Sejarah Komunikasi: Kunci Interaksi Sosial

Interaksi Sosial Manusia
Manusia adalah makhluk sosial. Makhluk yang membutuhkan interaksi antara sesamanya. Seseorang akan mengetahui potensi yang dimilikinya bila ia berkumpul bersama lingkungan sosialnya.
Ketika manusia satu dengan manusia lainnya bertemu dalam suatu komunitas atau tempat umum, interaksi sosial akan terjadi. Satu hal yang paling penting dalam interaksi ini adalah komunikasi. Sukses tidaknya komunikasi tersebut akan berpengaruh pada interaksi sosial yang terbentuk.

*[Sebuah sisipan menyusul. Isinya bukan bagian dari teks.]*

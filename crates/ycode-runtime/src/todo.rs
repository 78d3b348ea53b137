use parking_lot::Mutex;
use serde::{Deserialize, Serialize};
use serde_json::Value;
use std::collections::HashSet;
use std::fmt;
use ycode_core::{Result, YcodeError};

pub const DEFAULT_MAX_ITEMS: usize = 20;

#[derive(Debug, Clone, Copy, PartialEq, Eq, Serialize, Deserialize)]
#[serde(rename_all = "snake_case")]
pub enum TodoStatus {
    Pending,
    InProgress,
    Completed,
}

impl TodoStatus {
    fn parse(raw: Option<&str>) -> Result<Self> {
        match raw.map(|s| s.trim().to_lowercase()).as_deref() {
            None | Some("pending") => Ok(Self::Pending),
            Some("in_progress") => Ok(Self::InProgress),
            Some("completed") => Ok(Self::Completed),
            Some(_) => Err(YcodeError::validation(
                "Status must be one of pending, in_progress, completed",
            )),
        }
    }
}

impl fmt::Display for TodoStatus {
    fn fmt(&self, f: &mut fmt::Formatter<'_>) -> fmt::Result {
        f.write_str(match self {
            Self::Pending => "pending",
            Self::InProgress => "in_progress",
            Self::Completed => "completed",
        })
    }
}

/// A validated entry on the board.
#[derive(Debug, Clone, PartialEq, Eq, Serialize)]
pub struct TodoItem {
    pub id: String,
    pub content: String,
    pub active_form: String,
    pub status: TodoStatus,
}

/// One item as the model sends it. Every field is optional here so the
/// board can report which rule an item breaks.
#[derive(Debug, Clone, Default, Deserialize)]
pub struct RawTodo {
    #[serde(default)]
    pub id: Option<Value>,
    #[serde(default)]
    pub content: Option<String>,
    #[serde(default, rename = "activeForm", alias = "active_form")]
    pub active_form: Option<String>,
    #[serde(default)]
    pub status: Option<String>,
}

#[derive(Debug, Clone, Copy, Default, PartialEq, Eq)]
pub struct TodoCounts {
    pub total: usize,
    pub completed: usize,
    pub in_progress: usize,
}

/// The plan-tracking list. Updates replace the whole list or nothing.
pub struct TodoBoard {
    items: Mutex<Vec<TodoItem>>,
    max_items: usize,
}

impl Default for TodoBoard {
    fn default() -> Self {
        Self::new(DEFAULT_MAX_ITEMS)
    }
}

impl TodoBoard {
    pub fn new(max_items: usize) -> Self {
        Self {
            items: Mutex::new(Vec::new()),
            max_items,
        }
    }

    /// Validate `raw` in order and, if every item passes, make it the board.
    pub fn update(&self, raw: &[RawTodo]) -> Result<String> {
        let mut cleaned = Vec::with_capacity(raw.len());
        let mut seen = HashSet::new();

        for (i, item) in raw.iter().enumerate() {
            let id = match &item.id {
                None | Some(Value::Null) => (i + 1).to_string(),
                Some(Value::String(s)) => s.clone(),
                Some(other) => other.to_string(),
            };
            if !seen.insert(id.clone()) {
                return Err(YcodeError::validation(format!("Duplicate todo id: {id}")));
            }

            let content = item.content.as_deref().unwrap_or_default().trim().to_string();
            if content.is_empty() {
                return Err(YcodeError::validation("Todo content cannot be empty"));
            }

            let status = TodoStatus::parse(item.status.as_deref())?;

            let active_form = item.active_form.as_deref().unwrap_or_default().trim().to_string();
            if active_form.is_empty() {
                return Err(YcodeError::validation("Todo activeForm cannot be empty"));
            }

            cleaned.push(TodoItem {
                id,
                content,
                active_form,
                status,
            });
            if cleaned.len() > self.max_items {
                return Err(YcodeError::validation(format!(
                    "Todo list is limited to {} items",
                    self.max_items
                )));
            }
        }

        let in_progress = cleaned
            .iter()
            .filter(|t| t.status == TodoStatus::InProgress)
            .count();
        if in_progress > 1 {
            return Err(YcodeError::validation("Only one task can be in_progress at a time"));
        }

        let mut items = self.items.lock();
        *items = cleaned;
        Ok(render_items(&items))
    }

    pub fn render(&self) -> String {
        render_items(&self.items.lock())
    }

    pub fn status(&self) -> TodoCounts {
        let items = self.items.lock();
        TodoCounts {
            total: items.len(),
            completed: items.iter().filter(|t| t.status == TodoStatus::Completed).count(),
            in_progress: items.iter().filter(|t| t.status == TodoStatus::InProgress).count(),
        }
    }

    pub fn items(&self) -> Vec<TodoItem> {
        self.items.lock().clone()
    }
}

fn render_items(items: &[TodoItem]) -> String {
    if items.is_empty() {
        return "☐ No todos yet".to_string();
    }
    items
        .iter()
        .map(|t| match t.status {
            TodoStatus::Completed => format!("☒ ✓ {}", t.content),
            TodoStatus::InProgress => format!("☐ → {}", t.active_form),
            TodoStatus::Pending => format!("☐ ○ {}", t.content),
        })
        .collect::<Vec<_>>()
        .join("\n")
}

Inti dari komunikasi itu sendiri adalah untuk menyampaikan informasi berupa ide atau pesan secara lisan atau verbal. Bahkan, terkadang melalui gesture atau gerakan tangan, body language atau isyarat tubuh, serta tulisan. Ada pula komunikasi yang disampaikan dengan beberapa cara seperti itu yang digabungkan dalam penyampaiannya.
Definisi Komunikasi
Setelah mengetahui sejarah komunikasi, kita harus mengenal definisi komunikasi. Kata komunikasi berasal dari bahasa Latin, communis, yang artinya sama. Maksudnya adalah adanya kesamaan antara penyampaian pesan dan yang menerima pesan.
Dalam buku karangan Richard West, Introducing Communication Theory, dikatakan bahwa berhasil tidaknya suatu komunikasi bergantung pada kemampuan kita dalam memahami satu dengan yang lainnya.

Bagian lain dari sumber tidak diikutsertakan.